7 「気が進まないんだが」
「気が進まないんだが」
ロー・アースは嫌そうにしている。
「男前さんだねぇ! うちの旦那の若い頃を思い出すよ! 」アンジェラ婆さんは笑っている。
どうやったらその美男美女からあんな禿の筋肉達磨ができるんだ?!
「まとめてかかってきてもいいよ? 」と婆さんは言うが、無理言うな。歳考えろ。
アンジェがアンジェラの技を見てみたいというと、婆さんは嬉しそうに「いいよ」と答えたのでこうなった。
「手加減しないほうがいいよ? 」とアンジェラ婆さん。ロー・アースは珍しく礼をする。
とはいえ、婆さんを殴る趣味は流石にロー・アースにもないのだろう。
いつの間にか手を握る。小手返しだな。大抵はコレで決まるのだが。
逆にあっという間に巻き込まれるように引き付けられ、
婆さんの枯れたような腕がロー・アースの首にまともに入った。
倒れこんで咳き込む暇もなく、婆さんの杖がロー・アースの喉下寸前で止まる。
「私がアンジェラって納得してくれたかい? 」皆に向かってそういうと婆さんは腰を抑えた。

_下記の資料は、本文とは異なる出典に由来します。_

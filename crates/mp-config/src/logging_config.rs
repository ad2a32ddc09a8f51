use crate::{DEFAULT_LOG_COLORED, LogLevel};

use serde::Deserialize;

#[derive(Debug, Clone, Deserialize)]
#[serde(default)]
pub struct LoggingConfig {
    pub level: LogLevel,
    /// Colored level names (ignored when logging to a file)
    pub colored: bool,
    /// Log file path, relative to the config directory unless absolute. None = stderr
    pub file: Option<String>,
}

impl Default for LoggingConfig {
    fn default() -> Self {
        Self {
            level: LogLevel::default(),
            colored: DEFAULT_LOG_COLORED,
            file: None,
        }
    }
}
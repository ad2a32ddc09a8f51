use chrono::TimeDelta;
use serde::{Deserialize, Serialize};

/// Billing period of a vendor subscription
#[derive(Debug, Clone, Copy, PartialEq, Eq, Hash, Serialize, Deserialize)]
#[serde(rename_all = "snake_case")]
pub enum SubscriptionPlan {
    Daily,
    Weekly,
    Monthly,
}

impl SubscriptionPlan {
    pub fn as_str(&self) -> &'static str {
        match self {
            Self::Daily => "daily",
            Self::Weekly => "weekly",
            Self::Monthly => "monthly",
        }
    }

    /// Length of one billing period. Months are counted as 30 days.
    pub fn duration(&self) -> TimeDelta {
        match self {
            Self::Daily => TimeDelta::days(1),
            Self::Weekly => TimeDelta::days(7),
            Self::Monthly => TimeDelta::days(30),
        }
    }
}

impl std::fmt::Display for SubscriptionPlan {
    fn fmt(&self, f: &mut std::fmt::Formatter<'_>) -> std::fmt::Result {
        write!(f, "{}", self.as_str())
    }
}
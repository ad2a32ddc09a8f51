//! Log verbosity as written in config.toml or `MP_LOG_LEVEL`.

use crate::DEFAULT_LOG_LEVEL;

use std::convert::Infallible;
use std::fmt;
use std::str::FromStr;

use log::LevelFilter;
use serde::{Deserialize, Deserializer};

/// A [`LevelFilter`] that never fails to parse: unknown names mean the default level.
#[derive(Debug, Clone, Copy, PartialEq, Eq)]
pub struct LogLevel(pub LevelFilter);

impl LogLevel {
    /// Case-insensitive level name (`off`, `error` .. `trace`); anything else is `info`
    pub fn parse_or_default(s: &str) -> Self {
        s.trim()
            .parse::<LevelFilter>()
            .map(LogLevel)
            .unwrap_or_default()
    }
}

impl Default for LogLevel {
    fn default() -> Self {
        LogLevel(DEFAULT_LOG_LEVEL)
    }
}

impl fmt::Display for LogLevel {
    fn fmt(&self, f: &mut fmt::Formatter<'_>) -> fmt::Result {
        write!(f, "{}", self.0)
    }
}

impl FromStr for LogLevel {
    type Err = Infallible;

    fn from_str(s: &str) -> Result<Self, Self::Err> {
        Ok(LogLevel::parse_or_default(s))
    }
}

impl<'de> Deserialize<'de> for LogLevel {
    fn deserialize<D>(deserializer: D) -> Result<Self, D::Error>
    where
        D: Deserializer<'de>,
    {
        String::deserialize(deserializer).map(|s| LogLevel::parse_or_default(&s))
    }
}
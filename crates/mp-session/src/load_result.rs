use mp_core::Identity;

use serde::Serialize;

/// What the session client found in storage at construction.
#[derive(Debug, Clone, Default, Serialize)]
pub struct LoadResult {
    /// Identity restored from storage, if the record was complete and valid
    pub user: Option<Identity>,
    /// Present if a record existed but was unusable and has been discarded
    pub corruption_error: Option<String>,
}

impl LoadResult {
    pub fn restored(&self) -> bool {
        self.user.is_some()
    }
}
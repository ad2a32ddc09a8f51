mod identity;
mod payment_info;
mod product;
mod role;
mod stats;
mod subscription;
mod vendor_profile;
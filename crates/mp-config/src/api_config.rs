use crate::{
    ConfigError, ConfigErrorResult, DEFAULT_API_BASE_URL, MAX_TIMEOUT_SECS, MIN_TIMEOUT_SECS,
};

use std::time::Duration;

use serde::Deserialize;

/// Configuration for the marketplace REST API
#[derive(Debug, Clone, Deserialize)]
#[serde(default)]
pub struct ApiConfig {
    /// Origin plus base path, e.g. `http://localhost:8000/api`
    pub base_url: String,
    /// Transport-level request timeout. None = no timeout
    pub timeout_secs: Option<u64>,
}

impl Default for ApiConfig {
    fn default() -> Self {
        Self {
            base_url: String::from(DEFAULT_API_BASE_URL),
            timeout_secs: None,
        }
    }
}

impl ApiConfig {
    pub fn validate(&self) -> ConfigErrorResult<()> {
        let url = self.base_url.trim();
        if !(url.starts_with("http://") || url.starts_with("https://")) {
            return Err(ConfigError::invalid(
                "api.base_url",
                format!("must start with http:// or https://, got '{}'", self.base_url),
            ));
        }

        if let Some(secs) = self.timeout_secs
            && !(MIN_TIMEOUT_SECS..=MAX_TIMEOUT_SECS).contains(&secs)
        {
            return Err(ConfigError::invalid(
                "api.timeout_secs",
                format!("must be {MIN_TIMEOUT_SECS}-{MAX_TIMEOUT_SECS} seconds, got {secs}"),
            ));
        }

        Ok(())
    }

    pub fn timeout(&self) -> Option<Duration> {
        self.timeout_secs.map(Duration::from_secs)
    }
}
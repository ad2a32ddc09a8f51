mod models;

use crate::{Identity, Role};

use chrono::{TimeZone, Utc};

pub(crate) fn identity(role: Role) -> Identity {
    Identity {
        id: "u1".to_string(),
        email: "alice@x.com".to_string(),
        name: "Alice".to_string(),
        role,
        created_at: Utc.with_ymd_and_hms(2024, 1, 1, 0, 0, 0).unwrap(),
        phone: None,
        whatsapp_number: None,
    }
}
use crate::{ActivityKind, Stats};

#[test]
fn test_interest_rate_zero_without_views() {
    let stats = Stats {
        vendor_id: "v1".into(),
        total_views: 0,
        total_interests: 0,
        total_products: 0,
        link_clicks: 0,
        top_product: None,
        recent_activity: vec![],
    };
    assert_eq!(stats.interest_rate(), 0.0);
}

#[test]
fn test_stats_deserialize_with_activity_feed() {
    let json = r#"{
        "vendorId": "v1", "totalViews": 200, "totalInterests": 50,
        "totalProducts": 4, "linkClicks": 7,
        "recentActivity": [
            {"id": "a1", "type": "product_sold", "productId": "p1", "timestamp": "2024-01-01T00:00:00Z"},
            {"id": "a2", "type": "link_click", "timestamp": "2024-01-02T00:00:00Z", "metadata": {"source": "whatsapp"}}
        ]
    }"#;

    let stats: Stats = serde_json::from_str(json).unwrap();

    assert_eq!(stats.interest_rate(), 0.25);
    assert_eq!(stats.recent_activity.len(), 2);
    assert_eq!(stats.recent_activity[0].kind, ActivityKind::ProductSold);
    assert_eq!(stats.recent_activity[0].product_id.as_deref(), Some("p1"));
    let metadata = stats.recent_activity[1].metadata.as_ref().unwrap();
    assert_eq!(metadata["source"], "whatsapp");
    assert!(stats.top_product.is_none());
}
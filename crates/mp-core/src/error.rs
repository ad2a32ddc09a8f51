use std::panic::Location;
use std::result::Result as StdResult;

use error_location::ErrorLocation;
use thiserror::Error;

#[derive(Error, Debug)]
pub enum CoreError {
    #[error("Validation error on {field}: {message} {location}")]
    Validation {
        field: &'static str,
        message: String,
        location: ErrorLocation,
    },

    #[error("Invalid role: {value} {location}")]
    InvalidRole {
        value: String,
        location: ErrorLocation,
    },
}

impl CoreError {
    /// Create a validation error at caller location
    #[track_caller]
    pub fn validation(field: &'static str, message: impl Into<String>) -> Self {
        CoreError::Validation {
            field,
            message: message.into(),
            location: ErrorLocation::from(Location::caller()),
        }
    }

    /// The form field a validation error refers to, if any
    pub fn field(&self) -> Option<&'static str> {
        match self {
            Self::Validation { field, .. } => Some(field),
            Self::InvalidRole { .. } => None,
        }
    }
}

pub type Result<T> = StdResult<T, CoreError>;
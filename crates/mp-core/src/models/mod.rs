pub mod activity_kind;
pub mod activity_log;
pub mod auth_response;
pub mod identity;
pub mod payment_info;
pub mod payment_status;
pub mod product;
pub mod profile_update;
pub mod role;
pub mod stats;
pub mod subscription;
pub mod subscription_plan;
pub mod vendor_profile;
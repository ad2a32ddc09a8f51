pub mod route;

「いかん。さっきのラリアットで腰が」「無理すんなよ! 母ちゃん! 」
……。おい。おい。おいっ?!
うーん。高司祭さまやマリアの親父以外でロー・アースを赤子扱いする奴が他にもいるのか。世間は広い。
「男前さんだし、もう少し」「無理すんな母ちゃん! 」「腰に負担ない程度にするよ」
気がついたら俺もファルコもアンジェも婆さんにポンポン投げられていた。
「お兄さんは技の組み立てのセンスと基本技の練習はいい線いってるね。ただし、技の種類が少ない」
「お嬢ちゃんは子供の割には寝技と組み付きはいい線行ってるよ? 金的蹴り以外の立ち技を練習するべきだね」
「坊やはさすがミリオンの子だねぇ。文句なし!
うちの子もこれくらいなら……もうすこし一撃で仕留める技があるといいね」
アンジェラ婆さんはロー、ファルコ、アンジェにそれぞれ感想を述べる。
あの。俺は? 俺は?
「お嬢ちゃんは格闘挑まれないように俊足生かして逃げまくったほうがいいね」……うっさい。
「チーアは男の子だよ? 」アンジェが気を使ってくれた。
「ふーん? 」アンジェラ婆さんは意味ありげに笑う。
見透かされたようで居心地が悪い。
「さて」
アンジェラ婆さんが笑う。
「久しぶりに稽古つけてあげるよ。グローガンや」
グローガンはいつの間にか消えていた。なんとなくぐれた理由がわかったような気もする。